Businessman carrying lots of files

It is almost an axiom that the Fair Labor Standards Act, 29 U.S.C. §§ 201 et seq., passed in 1938, is out of date. Despite modest tweaks since the time it was enacted, a particularly dark time in the Great Depression, it is based on an economy that vanished decades ago. This reality pops up from time to time in case law in which courts express frustration or worse over the statute, its regulations, or its application to new or emerging industries, as recognized in a recent Eleventh Circuit decision involving interns.

Nearly 70 years ago in Walling v. Portland Terminal Co., 330 U.S. 148 (1947), the Supreme Court addressed the issue of interns, a term it never even used then. That case concerned a weeklong training program for would-be railway yard brakemen and whether the participants were FLSA “employees.” The Supreme Court in that case developed a test that focused on whether the individual trainee or the railroad was the “primary beneficiary” of his services during that time. The Supreme Court found that given the nature of the training program, the primary beneficiaries were the individuals, who picked up knowledge and training, and thus they were not “employees” under the FLSA. 

The Department of Labor later expanded the Portland Terminal “primary benefit” holding to a six-part test. We have previously blogged other cases relating to this test. In its Fact Sheet 71, the Department of Labor lists those factors as:

  1. The internship, even though it includes actual operation of the facilities of the employer, is similar to training which would be given in an educational environment;
  2. The internship experience is for the benefit of the intern;
  3. The intern does not displace regular employees, but works under close supervision of existing staff;
  4. The employer that provides the training derives no immediate advantage from the activities of the intern; and on occasion its operations may actually be impeded;
  5. The intern is not necessarily entitled to a job at the conclusion of the internship; and
  6. The employer and the intern understand that the intern is not entitled to wages for the time spent in the internship.

So, do factors derived from a Supreme Court case old enough to collect Social Security and arising out of a seven- or eight-day hands-on course for railway brakemen apply to modern internships? That was pretty much the issue in Schumann v. Collier Anesthesia, Case No. 14-13169 (11th Cir. Sept. 11, 2015).

The Schumann case involved 25 registered nurse anesthetists seeking master’s degrees from a for-profit college with connections to private anesthesia practices. Under state law, the students needed to participate in a clinical curriculum, essentially an internship, to receive their degree. The students generally did so at the school’s clinical sites, often working, they claimed, the equivalent of a full-time job. Both sides presented evidence suggesting that the other benefited (or did not benefit) from the students’ services. The district court concluded, under the DOL’s six-part test, that the students were not FLSA employees.

The Eleventh Circuit did not so much decide the case as toss out the six-part test and remand the case for the district court to reconsider it on a seven-part test. It allowed no deference to the DOL test on the grounds that it was interpreting a Supreme Court case, and an old case at that, and not the statute. While the court did not say so, there is also the issue that the FOH is not a regulation and should not have been given deference in any case.

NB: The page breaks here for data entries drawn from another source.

//! Error types for the command line entry point

use thiserror::Error;

use flowsync_core::DeployError;
use flowsync_interfaces::ApiError;

/// Result type for the entry point
pub type CliResult<T> = Result<T, CliError>;

/// Errors surfaced by [`crate::run`]
#[derive(Error, Debug)]
pub enum CliError {
    /// Invalid command line or environment settings
    #[error("Configuration error: {0}")]
    Config(String),

    /// Client construction or authentication failed
    #[error(transparent)]
    Api(#[from] ApiError),

    /// Reconciliation failed
    #[error(transparent)]
    Deploy(#[from] DeployError),
}

impl CliError {
    /// Whether the error was raised before contacting any server
    pub fn is_config(&self) -> bool {
        match self {
            CliError::Config(_) => true,
            CliError::Deploy(err) => err.is_config(),
            CliError::Api(ApiError::InvalidConfig(_)) => true,
            CliError::Api(_) => false,
        }
    }
}
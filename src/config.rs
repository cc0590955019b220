//! Command line arguments and validated deployment settings

use std::fmt;
use std::time::Duration;

use clap::Parser;
use tracing::warn;

use flowsync_client::HttpClientConfig;
use flowsync_core::{ImportParams, PollSettings};
use flowsync_interfaces::Position;
use flowsync_monitoring::MonitoringConfig;

use crate::error::{CliError, CliResult};

/// Import or upgrade a process group from a flow registry.
///
/// When a process group called NAME exists anywhere in the flow it is moved
/// to VERSION. Otherwise it is imported from the registry, which needs
/// --bucket and --flow.
#[derive(Parser, Debug, Clone)]
#[command(name = "flowsync", version, about, long_about)]
pub struct Cli {
    /// Process group name (must be unique)
    #[arg(value_name = "PROCESS_GROUP_NAME")]
    pub name: String,

    /// Registry version to deploy
    #[arg(
        id = "target_version",
        value_name = "VERSION",
        value_parser = clap::value_parser!(i64).range(1..)
    )]
    pub version: i64,

    /// Flow-management API endpoint (https://nifi:8443/nifi-api)
    #[arg(long = "nifi-api", env = "FLOWSYNC_NIFI_API")]
    pub nifi_api: String,

    /// Registry API endpoint (https://nifi:18080/nifi-registry-api)
    #[arg(long = "registry-api", env = "FLOWSYNC_REGISTRY_API")]
    pub registry_api: String,

    /// Username for both APIs
    #[arg(long, env = "FLOWSYNC_USERNAME")]
    pub username: Option<String>,

    /// Password for both APIs
    #[arg(long, env = "FLOWSYNC_PASSWORD", hide_env_values = true)]
    pub password: Option<String>,

    /// Use anonymous access for the flow-management API
    #[arg(long = "insecure-nifi", env = "FLOWSYNC_INSECURE_NIFI")]
    pub insecure_nifi: bool,

    /// Use anonymous access for the registry API
    #[arg(long = "insecure-registry", env = "FLOWSYNC_INSECURE_REGISTRY")]
    pub insecure_registry: bool,

    /// Disable TLS certificate verification
    #[arg(long = "no-verify-tls", env = "FLOWSYNC_NO_VERIFY_TLS")]
    pub no_verify_tls: bool,

    /// Registry bucket name (needed when the process group does not exist)
    #[arg(short, long, env = "FLOWSYNC_BUCKET")]
    pub bucket: Option<String>,

    /// Registry flow name (needed when the process group does not exist)
    #[arg(short, long, env = "FLOWSYNC_FLOW")]
    pub flow: Option<String>,

    /// Parent process group name to import into
    #[arg(short, long, env = "FLOWSYNC_PARENT")]
    pub parent: Option<String>,

    /// Registry client name (needed when more than one is configured)
    #[arg(short, long, env = "FLOWSYNC_REGISTRY")]
    pub registry: Option<String>,

    /// Position X,Y of an imported group instead of the computed one
    #[arg(
        long,
        env = "FLOWSYNC_POSITION",
        value_name = "X,Y",
        value_parser = parse_position,
        allow_hyphen_values = true
    )]
    pub position: Option<Position>,

    /// Seconds to wait for a version change to finish
    #[arg(long, default_value_t = 30, env = "FLOWSYNC_TIMEOUT")]
    pub timeout: u64,

    /// Milliseconds between two status reads of a version change
    #[arg(long = "poll-interval-ms", env = "FLOWSYNC_POLL_INTERVAL_MS", default_value_t = 50)]
    pub poll_interval_ms: u64,

    /// Seconds before a single HTTP request is abandoned
    #[arg(long = "http-timeout", env = "FLOWSYNC_HTTP_TIMEOUT", default_value_t = 30)]
    pub http_timeout: u64,

    /// Log filter used when RUST_LOG is not set
    #[arg(long = "log-filter", env = "FLOWSYNC_LOG", default_value = "info")]
    pub log_filter: String,

    /// Write logs as JSON lines
    #[arg(long = "json-logs", env = "FLOWSYNC_JSON_LOGS")]
    pub json_logs: bool,
}

impl Cli {
    /// Logging settings
    pub fn monitoring_config(&self) -> MonitoringConfig {
        MonitoringConfig::new(&self.log_filter, self.json_logs)
    }
}

fn parse_position(value: &str) -> Result<Position, String> {
    let (x, y) = value
        .split_once(',')
        .ok_or_else(|| format!("expected X,Y but got {:?}", value))?;
    let coordinate = |part: &str| {
        part.trim()
            .parse::<i64>()
            .map_err(|e| format!("invalid coordinate {:?}: {}", part, e))
    };
    Ok(Position::new(coordinate(x)?, coordinate(y)?))
}

/// Username and password shared by both APIs
#[derive(Clone, PartialEq, Eq)]
pub struct Credentials {
    /// Username
    pub username: String,
    /// Password
    pub password: String,
}

impl fmt::Debug for Credentials {
    fn fmt(&self, f: &mut fmt::Formatter<'_>) -> fmt::Result {
        f.debug_struct("Credentials")
            .field("username", &self.username)
            .field("password", &"<redacted>")
            .finish()
    }
}

/// Validated settings of one run
#[derive(Debug, Clone)]
pub struct DeployConfig {
    /// Target process group name
    pub name: String,
    /// Target version
    pub version: i64,
    /// Flow-management API connection
    pub nifi: HttpClientConfig,
    /// Registry API connection
    pub registry: HttpClientConfig,
    /// Present unless both APIs are anonymous
    pub credentials: Option<Credentials>,
    /// Names used when importing
    pub import: ImportParams,
    /// Version change polling
    pub poll: PollSettings,
}

impl DeployConfig {
    /// Validates the arguments.
    ///
    /// Username and password are both required unless both APIs use
    /// anonymous access.
    pub fn from_cli(cli: Cli) -> CliResult<Self> {
        let credentials = match (non_empty(cli.username), non_empty(cli.password)) {
            (Some(username), Some(password)) => Some(Credentials { username, password }),
            _ if cli.insecure_nifi && cli.insecure_registry => None,
            _ => {
                return Err(CliError::Config(
                    "Username and password must be provided unless both --insecure-nifi and --insecure-registry are set"
                        .to_string(),
                ))
            }
        };

        if cli.poll_interval_ms == 0 {
            return Err(CliError::Config(
                "--poll-interval-ms must be greater than zero".to_string(),
            ));
        }

        if cli.no_verify_tls {
            warn!("TLS certificate verification is disabled");
        }
        let access = [
            ("flow-management", cli.insecure_nifi),
            ("registry", cli.insecure_registry),
        ];
        for (api, anonymous) in access {
            if anonymous {
                warn!(api, "Using anonymous access");
            }
        }

        let http = |base_url: String, anonymous: bool| HttpClientConfig {
            timeout_secs: cli.http_timeout,
            ..HttpClientConfig::new(base_url)
                .anonymous(anonymous)
                .verify_tls(!cli.no_verify_tls)
        };

        Ok(Self {
            nifi: http(cli.nifi_api, cli.insecure_nifi),
            registry: http(cli.registry_api, cli.insecure_registry),
            name: cli.name,
            version: cli.version,
            credentials,
            import: ImportParams {
                bucket: cli.bucket,
                flow: cli.flow,
                parent: cli.parent,
                registry: cli.registry,
                position: cli.position,
            },
            poll: PollSettings::new(
                Duration::from_secs(cli.timeout),
                Duration::from_millis(cli.poll_interval_ms),
            ),
        })
    }

    /// Credentials for an API that is not anonymous
    pub fn credentials(&self) -> CliResult<&Credentials> {
        self.credentials
            .as_ref()
            .ok_or_else(|| CliError::Config("Username and password must be provided".to_string()))
    }
}

fn non_empty(value: Option<String>) -> Option<String> {
    value.filter(|v| !v.is_empty())
}

#[cfg(test)]
mod tests {
    use super::*;
    use clap::error::ErrorKind;
    use clap::CommandFactory;
    use pretty_assertions::assert_eq;

    fn parse(extra: &[&str]) -> Cli {
        let mut args: Vec<&str> = vec![
            "flowsync",
            "nested 123456",
            "2",
            "--nifi-api",
            "https://localhost:8443/nifi-api",
            "--registry-api",
            "http://localhost:18080/nifi-registry-api",
        ];
        args.extend_from_slice(extra);
        Cli::try_parse_from(args).unwrap()
    }

    #[test]
    fn test_full_command_line() {
        let cli = parse(&[
            "--no-verify-tls",
            "--insecure-registry",
            "--username",
            "admin",
            "--password",
            "supersecret1",
            "--bucket",
            "docker local test",
            "--flow",
            "test flow",
            "--registry",
            "docker local",
            "--parent",
            "test group",
        ]);
        let config = DeployConfig::from_cli(cli).unwrap();

        assert_eq!(config.name, "nested 123456");
        assert_eq!(config.version, 2);
        assert!(!config.nifi.anonymous);
        assert!(config.registry.anonymous);
        assert!(!config.nifi.verify_tls);
        assert_eq!(config.credentials().unwrap().username, "admin");
        assert_eq!(
            config.import,
            ImportParams {
                bucket: Some("docker local test".to_string()),
                flow: Some("test flow".to_string()),
                parent: Some("test group".to_string()),
                registry: Some("docker local".to_string()),
                position: None,
            }
        );
        assert_eq!(config.poll, PollSettings::default());
    }

    #[test]
    fn test_short_flags_and_position() {
        let cli = parse(&[
            "--insecure-nifi",
            "--insecure-registry",
            "-b",
            "bucket",
            "-f",
            "flow",
            "-p",
            "parent",
            "-r",
            "registry",
            "--position",
            "-120,40",
        ]);
        let config = DeployConfig::from_cli(cli).unwrap();
        assert_eq!(config.import.bucket.as_deref(), Some("bucket"));
        assert_eq!(config.import.position, Some(Position::new(-120, 40)));
        assert!(config.credentials.is_none());
    }

    #[test]
    fn test_credentials_required_unless_both_anonymous() {
        for extra in [
            vec![],
            vec!["--insecure-nifi"],
            vec!["--insecure-registry", "--username", "admin"],
            vec!["--username", "admin", "--password", ""],
        ] {
            let err = DeployConfig::from_cli(parse(&extra)).unwrap_err();
            assert!(err.is_config(), "unexpected {:?}", err);
        }
    }

    #[test]
    fn test_timeouts() {
        let cli = parse(&[
            "--insecure-nifi",
            "--insecure-registry",
            "--timeout",
            "5",
            "--poll-interval-ms",
            "200",
            "--http-timeout",
            "3",
        ]);
        let config = DeployConfig::from_cli(cli).unwrap();
        assert_eq!(
            config.poll,
            PollSettings::new(Duration::from_secs(5), Duration::from_millis(200))
        );
        assert_eq!(config.nifi.timeout_secs, 3);

        let zero = parse(&["--insecure-nifi", "--insecure-registry", "--poll-interval-ms", "0"]);
        assert!(DeployConfig::from_cli(zero).unwrap_err().is_config());
    }

    #[test]
    fn test_rejects_bad_arguments() {
        let base = [
            "flowsync",
            "--nifi-api",
            "https://nifi",
            "--registry-api",
            "https://registry",
        ];
        let with = |extra: &[&str]| {
            let mut args: Vec<&str> = base.to_vec();
            args.extend_from_slice(extra);
            Cli::try_parse_from(args)
        };

        assert!(with(&["name", "0"]).is_err());
        assert!(with(&["name", "two"]).is_err());
        assert!(with(&["name", "2", "--position", "12"]).is_err());
        assert!(with(&["name", "2", "--position", "1,y"]).is_err());
    }

    #[test]
    fn test_command_definition_is_consistent() {
        Cli::command().debug_assert();
    }

    #[test]
    fn test_version_flag_and_version_argument_coexist() {
        let err = Cli::try_parse_from(["flowsync", "--version"]).unwrap_err();
        assert_eq!(err.kind(), ErrorKind::DisplayVersion);

        assert_eq!(parse(&[]).version, 2);
    }

    #[test]
    fn test_flags_fall_back_to_environment() {
        // No other test reads this flag
        std::env::set_var("FLOWSYNC_JSON_LOGS", "true");
        let cli = parse(&[]);
        std::env::remove_var("FLOWSYNC_JSON_LOGS");

        assert!(cli.monitoring_config().json);
    }

    #[test]
    fn test_parse_position() {
        assert_eq!(parse_position("530, 2"), Ok(Position::new(530, 2)));
        assert!(parse_position("530").is_err());
    }

    #[test]
    fn test_credentials_debug_hides_password() {
        let creds = Credentials {
            username: "admin".to_string(),
            password: "supersecret1".to_string(),
        };
        assert!(!format!("{:?}", creds).contains("supersecret1"));
    }
}
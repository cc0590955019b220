//! Creation of a process group from a registry flow

use tracing::{info, instrument};

use flowsync_interfaces::{FlowApi, Position, ProcessGroupEntity, VersionControlInformation};

use crate::error::DeployResult;

/// Fully resolved identifiers of an import
#[derive(Debug, Clone, PartialEq)]
pub struct ImportRequest {
    /// Display name given to the new group
    pub name: String,
    /// Group to create the new group in
    pub parent_id: String,
    /// Registry connection on the flow-management server
    pub registry_id: String,
    /// Registry bucket
    pub bucket_id: String,
    /// Registry flow
    pub flow_id: String,
    /// Flow version to import
    pub version: i64,
    /// Canvas position inside the parent
    pub position: Position,
}

impl ImportRequest {
    fn version_info(&self) -> VersionControlInformation {
        VersionControlInformation::new(
            &self.registry_id,
            &self.bucket_id,
            &self.flow_id,
            self.version,
        )
    }
}

/// Creates the group and then names it.
///
/// The rename uses the revision returned by the create call. When the rename
/// fails the created group stays on the server under its default name.
#[instrument(skip(api, request), fields(name = %request.name, parent_id = %request.parent_id))]
pub async fn import_group(
    api: &dyn FlowApi,
    request: &ImportRequest,
) -> DeployResult<ProcessGroupEntity> {
    info!(
        version = request.version,
        bucket_id = %request.bucket_id,
        flow_id = %request.flow_id,
        registry_id = %request.registry_id,
        position = %request.position,
        "Importing process group"
    );

    let created = api
        .create_child_group(&request.parent_id, &request.version_info(), request.position)
        .await?;
    info!(group_id = %created.id, "Import Progress: Done");

    let renamed = api
        .rename_group(&created.id, &request.name, &created.revision)
        .await?;
    Ok(renamed)
}

#[cfg(test)]
mod tests {
    use super::*;
    use crate::error::DeployError;
    use flowsync_interfaces::{ProcessGroupComponent, Revision};
    use flowsync_test_utils::{FakeFlowServer, MockFlowApi, Mutation, ROOT_ID};
    use mockall::Sequence;
    use pretty_assertions::assert_eq;

    fn request(parent_id: &str) -> ImportRequest {
        ImportRequest {
            name: "nested 123456".to_string(),
            parent_id: parent_id.to_string(),
            registry_id: "reg-1".to_string(),
            bucket_id: "bucket-1".to_string(),
            flow_id: "flow-1".to_string(),
            version: 2,
            position: Position::new(530, 2),
        }
    }

    fn entity(id: &str, name: &str, revision: i64) -> ProcessGroupEntity {
        ProcessGroupEntity {
            id: id.to_string(),
            revision: Revision {
                version: revision,
                client_id: None,
                last_modifier: None,
            },
            component: ProcessGroupComponent {
                id: id.to_string(),
                name: name.to_string(),
                parent_group_id: Some(ROOT_ID.to_string()),
                version_control_information: None,
            },
        }
    }

    #[tokio::test]
    async fn test_rename_uses_revision_from_create() {
        let mut api = MockFlowApi::new();
        let mut seq = Sequence::new();
        api.expect_create_child_group()
            .times(1)
            .in_sequence(&mut seq)
            .withf(|parent, info, position| {
                parent == ROOT_ID
                    && info.registry_id == "reg-1"
                    && info.bucket_id == "bucket-1"
                    && info.flow_id == "flow-1"
                    && info.version == 2
                    && *position == Position::new(530, 2)
            })
            .returning(|_, _, _| Ok(entity("pg-new", "test flow", 7)));
        api.expect_rename_group()
            .times(1)
            .in_sequence(&mut seq)
            .withf(|id, name, revision| {
                id == "pg-new" && name == "nested 123456" && revision.version == 7
            })
            .returning(|id, name, _| Ok(entity(id, name, 8)));

        let group = import_group(&api, &request(ROOT_ID)).await.unwrap();
        assert_eq!(group.id, "pg-new");
        assert_eq!(group.name(), "nested 123456");
        assert_eq!(group.revision.version, 8);
    }

    #[tokio::test]
    async fn test_import_into_fake_server() {
        let server = FakeFlowServer::new();
        let parent = server.add_group(ROOT_ID, "test group");

        let group = import_group(&server, &request(&parent)).await.unwrap();

        let mutations = server.mutations();
        assert_eq!(mutations.len(), 2);
        assert!(matches!(
            &mutations[0],
            Mutation::CreateGroup { parent_id, position, .. }
                if parent_id == &parent && *position == Position::new(530, 2)
        ));
        assert_eq!(
            mutations[1],
            Mutation::Rename {
                group_id: group.id.clone(),
                name: "nested 123456".to_string(),
                revision: 1,
            }
        );
        assert_eq!(server.groups_named("nested 123456"), vec![group.id.clone()]);
        assert_eq!(group.current_version(), Some(2));
    }

    #[tokio::test]
    async fn test_failed_rename_leaves_created_group() {
        let server = FakeFlowServer::new();
        server.fail_operation("rename_group");

        let err = import_group(&server, &request(ROOT_ID)).await.unwrap_err();

        assert!(matches!(err, DeployError::Remote(_)));
        assert_eq!(server.group_count(), 2);
        assert!(server.groups_named("nested 123456").is_empty());
    }
}
//! Drives a server-side change-version job to completion

use std::time::Duration;

use tokio::time::{sleep, Instant};
use tracing::{info, instrument, warn};

use flowsync_interfaces::FlowApi;

use crate::error::{DeployError, DeployResult};
use crate::progress::ProgressObserver;

/// Bounds of the status polling loop
#[derive(Debug, Clone, Copy, PartialEq, Eq)]
pub struct PollSettings {
    /// Give up once this much time passed since the job was submitted
    pub timeout: Duration,
    /// Pause between two status reads
    pub interval: Duration,
}

impl Default for PollSettings {
    fn default() -> Self {
        Self {
            timeout: Duration::from_secs(30),
            interval: Duration::from_millis(50),
        }
    }
}

impl PollSettings {
    /// Creates poll settings
    pub fn new(timeout: Duration, interval: Duration) -> Self {
        Self { timeout, interval }
    }
}

/// Moves the group `group_id` to `version` of the flow it is bound to.
///
/// The job is submitted with the revision of a fresh read, then polled until
/// the server reports it complete or `settings.timeout` elapses. Returns the
/// group id on completion. The observer sees the start, every incomplete
/// percentage, and exactly one terminal event.
#[instrument(skip(api, settings, observer))]
pub async fn change_version(
    api: &dyn FlowApi,
    group_id: &str,
    version: i64,
    settings: &PollSettings,
    observer: &dyn ProgressObserver,
) -> DeployResult<String> {
    match drive(api, group_id, version, settings, observer).await {
        Ok(()) => {
            observer.completed(group_id);
            Ok(group_id.to_string())
        }
        Err(err) => {
            observer.failed(group_id, &err.to_string());
            Err(err)
        }
    }
}

async fn drive(
    api: &dyn FlowApi,
    group_id: &str,
    version: i64,
    settings: &PollSettings,
    observer: &dyn ProgressObserver,
) -> DeployResult<()> {
    let details = api.get_group_details(group_id).await?;
    let binding = details
        .component
        .version_control_information
        .as_ref()
        .ok_or_else(|| DeployError::NotVersionControlled {
            group_id: group_id.to_string(),
        })?;

    info!(
        group_id,
        current_version = binding.version,
        desired_version = version,
        "Upgrading process group"
    );

    let target = binding.with_version(version);
    let request = api
        .create_change_version_request(group_id, &details.revision, &target)
        .await?;

    let started = Instant::now();
    observer.started(group_id);
    let mut status = api.get_change_request_status(&request.request_id).await?;

    // No fresh read once the bound is exceeded: the last status decides.
    while !status.complete {
        observer.progress(status.percent_completed);
        if started.elapsed() > settings.timeout {
            break;
        }
        sleep(settings.interval).await;
        status = api.get_change_request_status(&request.request_id).await?;
    }

    if !status.complete {
        return Err(DeployError::Timeout {
            group_id: group_id.to_string(),
            elapsed: started.elapsed(),
            last_status: status,
        });
    }

    if let Some(reason) = &status.failure_reason {
        warn!(
            group_id,
            request_id = %status.request_id,
            "Change version finished with: {}",
            reason
        );
    }
    Ok(())
}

The court instead followed the lead of the Second Circuit and adopted its own seven-factor test to determine employment status:

  1. The extent to which the intern and the employer clearly understand that there is no expectation of compensation. Any promise of compensation, express or implied, suggests that the intern is an employee – and vice versa.
  2. The extent to which the internship provides training that would be similar to that which would be given in an educational environment, including the clinical and other hands-on training provided by educational institutions.
  3. The extent to which the internship is tied to the intern’s formal education program by integrated coursework or the receipt of academic credit.
  4. The extent to which the internship accommodates the intern’s academic commitments by corresponding to the academic calendar.
  5. The extent to which the internship’s duration is limited to the period in which the internship provides the intern with beneficial learning.
  6. The extent to which the intern’s work complements, rather than displaces, the work of paid employees while providing significant educational benefits to the intern.
  7. The extent to which the intern and the employer understand that the internship is conducted without entitlement to a paid job at the conclusion of the internship.

The court took care NOT to opine as to whether the test had been met or not, and remanded the case for further consideration.

The decision in Schumann highlights not only the perils of unpaid internships, particularly in the for-profit sector, but also continuing issues with the application of the FLSA’s antiquated framework in a very different economy than the one that existed before the last World War. Internships are an important means for newer workers to gain experience, and employers should not have to guess what standard will apply to their efforts to provide such opportunities, particularly with potential class-wide liability on the line.

The bottom line: The courts and the U.S. Department of Labor continue to grapple with the appropriate tests for unpaid interns, leaving both employers and prospective interns in limbo.